Systémie et crise systémique pour les nuls
Les journalistes relatent abondamment la crise systémique sans jamais expliquer ce qu’est la systémie. Je vais donc présenter les grandes lignes de l’approche systémique pour mieux comprendre que la crise systémique est une crise de la complexité et des relations.
Qu’est-ce qu’un système ? Ce sont François Balta et Jean-Louis Muller (dans La systémique avec les mots de tous les jours, éditions du Cegos) qui en parlent le plus simplement : « Un système est un ensemble vivant d’éléments en relation, arbitrairement limité, hiérarchisé, organisé et finalisé. »
Ainsi le corps humain est-il un système composé de bras, jambes (etc.), qui sont eux-mêmes des systèmes composés de tissus et cellules nerveuses (etc.), eux-mêmes…. De la même manière, le corps humain est un système qui s’intègre dans des systèmes plus grands : couple, famille, entreprise, ville….
Quels sont les champs d’application de la systémie ? Ils sont nombreux : la thérapie familiale, la communication, la gestion des organisations (associations, entreprises, administrations, collectivités), le management, l’enseignement principalement.
Quel est l’objectif de la systémie ? L’approche systémique a pour objet de gérer la complexité et l’incertitude, de piloter les changements.
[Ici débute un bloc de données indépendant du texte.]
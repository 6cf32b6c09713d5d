//! Submit-then-poll state machine.

use super::{
    ClientError, GenerationClient, GenerationError, GenerationRequest, GenerationResult,
    PredictionState, GENERIC_FAILURE,
};
use serde::Serialize;
use std::fmt;
use std::sync::Arc;
use std::sync::atomic::{AtomicBool, Ordering};
use std::time::Duration;
use tokio::sync::{Notify, watch};

/// Default wait between status polls.
pub const DEFAULT_POLL_INTERVAL: Duration = Duration::from_secs(2);

/// Where a generation currently stands.
#[derive(Debug, Clone, Copy, PartialEq, Eq, Default, Serialize)]
#[serde(rename_all = "snake_case")]
pub enum GenerationStatus {
    #[default]
    Idle,
    Submitting,
    Polling,
    Succeeded,
    Failed,
    Canceled,
}

impl GenerationStatus {
    pub fn is_terminal(&self) -> bool {
        matches!(
            self,
            GenerationStatus::Succeeded | GenerationStatus::Failed | GenerationStatus::Canceled
        )
    }
}

impl fmt::Display for GenerationStatus {
    fn fmt(&self, f: &mut fmt::Formatter<'_>) -> fmt::Result {
        let name = match self {
            GenerationStatus::Idle => "idle",
            GenerationStatus::Submitting => "submitting",
            GenerationStatus::Polling => "polling",
            GenerationStatus::Succeeded => "succeeded",
            GenerationStatus::Failed => "failed",
            GenerationStatus::Canceled => "canceled",
        };
        f.write_str(name)
    }
}

/// Snapshot published to observers on every transition.
#[derive(Debug, Clone, PartialEq, Eq, Default, Serialize)]
pub struct GenerationState {
    pub status: GenerationStatus,
    /// Result image URI once succeeded.
    pub result: Option<String>,
    /// Generic failure reason once failed.
    pub error: Option<String>,
    /// Status polls performed for the current request.
    pub polls: u32,
}

#[derive(Debug, Default)]
struct CancelInner {
    canceled: AtomicBool,
    notify: Notify,
}

/// Cooperative cancellation flag for a running generation.
///
/// Checked before every poll; a pending poll wait is woken immediately.
#[derive(Debug, Clone, Default)]
pub struct CancelHandle {
    inner: Arc<CancelInner>,
}

impl CancelHandle {
    pub fn cancel(&self) {
        self.inner.canceled.store(true, Ordering::SeqCst);
        self.inner.notify.notify_waiters();
    }

    pub fn is_canceled(&self) -> bool {
        self.inner.canceled.load(Ordering::SeqCst)
    }

    fn reset(&self) {
        self.inner.canceled.store(false, Ordering::SeqCst);
    }

    /// Sleep for `duration`, returning early (with `false`) on cancel.
    async fn sleep(&self, duration: Duration) -> bool {
        let notified = self.inner.notify.notified();
        tokio::pin!(notified);
        notified.as_mut().enable();
        if self.is_canceled() {
            return false;
        }
        tokio::select! {
            _ = tokio::time::sleep(duration) => !self.is_canceled(),
            _ = notified => false,
        }
    }
}

/// Drives one generation at a time against a [`GenerationClient`].
///
/// `submit` and `retry` take `&mut self`, so a workflow can never have two
/// requests in flight.
pub struct GenerationWorkflow<C> {
    client: C,
    poll_interval: Duration,
    state: watch::Sender<GenerationState>,
    cancel: CancelHandle,
    last_request: Option<GenerationRequest>,
}

impl<C: GenerationClient> GenerationWorkflow<C> {
    pub fn new(client: C) -> Self {
        let (state, _) = watch::channel(GenerationState::default());
        Self {
            client,
            poll_interval: DEFAULT_POLL_INTERVAL,
            state,
            cancel: CancelHandle::default(),
            last_request: None,
        }
    }

    pub fn with_poll_interval(mut self, interval: Duration) -> Self {
        self.poll_interval = interval;
        self
    }

    pub fn client(&self) -> &C {
        &self.client
    }

    /// Current state.
    pub fn state(&self) -> GenerationState {
        self.state.borrow().clone()
    }

    /// Receive every state transition.
    pub fn subscribe(&self) -> watch::Receiver<GenerationState> {
        self.state.subscribe()
    }

    pub fn cancel_handle(&self) -> CancelHandle {
        self.cancel.clone()
    }

    pub fn last_request(&self) -> Option<&GenerationRequest> {
        self.last_request.as_ref()
    }

    /// Submit a prompt and sketch. Missing inputs fail without touching the
    /// network or the state.
    pub async fn submit(
        &mut self,
        prompt: Option<&str>,
        sketch_image: Option<&str>,
    ) -> GenerationResult<String> {
        let request = GenerationRequest::new(prompt, sketch_image)?;
        self.last_request = Some(request.clone());
        self.run(&request).await
    }

    /// Submit a prepared request.
    pub async fn submit_request(&mut self, request: GenerationRequest) -> GenerationResult<String> {
        let request = GenerationRequest::new(Some(&request.prompt), Some(&request.sketch_image))?;
        self.last_request = Some(request.clone());
        self.run(&request).await
    }

    /// Re-submit the last prompt/sketch pair.
    pub async fn retry(&mut self) -> GenerationResult<String> {
        let request = self
            .last_request
            .clone()
            .ok_or(GenerationError::NothingToRetry)?;
        log::info!("retrying generation");
        self.run(&request).await
    }

    async fn run(&mut self, request: &GenerationRequest) -> GenerationResult<String> {
        self.cancel.reset();
        self.publish(GenerationState {
            status: GenerationStatus::Submitting,
            ..GenerationState::default()
        });

        let first = match self.client.submit(request).await {
            Ok(prediction) => prediction,
            Err(e) => return self.fail(&e),
        };
        let mut poll_url = match first.state() {
            PredictionState::Succeeded(url) => return self.succeed(url),
            PredictionState::Failed => {
                return self.fail(&ClientError::Other(format!(
                    "endpoint reported failure: {:?}",
                    first.status
                )));
            }
            PredictionState::Pending { poll_url: Some(url) } => url,
            PredictionState::Pending { poll_url: None } => {
                return self.fail(&ClientError::Other(
                    "pending response without a poll URL".to_string(),
                ));
            }
        };

        self.state.send_modify(|s| s.status = GenerationStatus::Polling);
        log::debug!("polling {}", poll_url);

        loop {
            if self.cancel.is_canceled() || !self.cancel.sleep(self.poll_interval).await {
                return self.canceled();
            }
            let prediction = match self.client.poll(&poll_url).await {
                Ok(prediction) => prediction,
                Err(e) => return self.fail(&e),
            };
            self.state.send_modify(|s| s.polls += 1);
            match prediction.state() {
                PredictionState::Succeeded(url) => return self.succeed(url),
                PredictionState::Failed => {
                    return self.fail(&ClientError::Other(format!(
                        "prediction ended with status {:?}",
                        prediction.status
                    )));
                }
                PredictionState::Pending { poll_url: next } => {
                    if let Some(next) = next {
                        poll_url = next;
                    }
                }
            }
        }
    }

    fn publish(&self, state: GenerationState) {
        self.state.send_replace(state);
    }

    fn succeed(&self, url: String) -> GenerationResult<String> {
        log::info!("generation succeeded: {}", url);
        self.state.send_modify(|s| {
            s.status = GenerationStatus::Succeeded;
            s.result = Some(url.clone());
            s.error = None;
        });
        Ok(url)
    }

    fn fail(&self, cause: &ClientError) -> GenerationResult<String> {
        log::warn!("generation failed: {}", cause);
        self.state.send_modify(|s| {
            s.status = GenerationStatus::Failed;
            s.result = None;
            s.error = Some(GENERIC_FAILURE.to_string());
        });
        Err(GenerationError::Failed)
    }

    fn canceled(&self) -> GenerationResult<String> {
        log::info!("generation canceled");
        self.state.send_modify(|s| s.status = GenerationStatus::Canceled);
        Err(GenerationError::Canceled)
    }
}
Elle ne remplace pas l’approche analytique mais vient la compléter dans la connaissance de la complexité. L’intérêt de la systémie est d’étudier un objet non pas isolément, mais par les relations qu’elle entretient avec d’autres objets. L’objet étudié est considéré comme un système en relation avec d’autres systèmes. Pour connaître le corps humain, on peut certes analyser ce qu’est un bras, une jambe (etc.), mais on peut également étudier les relations qu’entretiennent les bras avec les jambes (etc.).
Préceptes cartésiens et préceptes systémiques
Dans Discours de
- 1er précepte : n’est considéré comme vrai que ce qu’on ne peut mettre en doute
- 2è précepte : on analyse, soit sépare, décompose et isole les parties d’un objet d’étude
- 3è précepte : la pensée doit progresser du plus simple au plus complexe
- 4è précepte : la pensée doit être exhaustive, on ne doit rien omettre
Jean-Louis Le Moigne, l’un des principaux théoriciens de la systémie a de son côté tiré 4 préceptes qui répondent en écho aux préceptes cartésiens. De ces 4 préceptes, on retient que :
- Le Réel (l’objet) n’existe pas en soi ; il est intimement dépendant du regard du sujet (le modélisateur, le scientifique, la personne qui perçoit et étudie) qui lui imprime une direction en fonction de ses intentions implicites ou explicites.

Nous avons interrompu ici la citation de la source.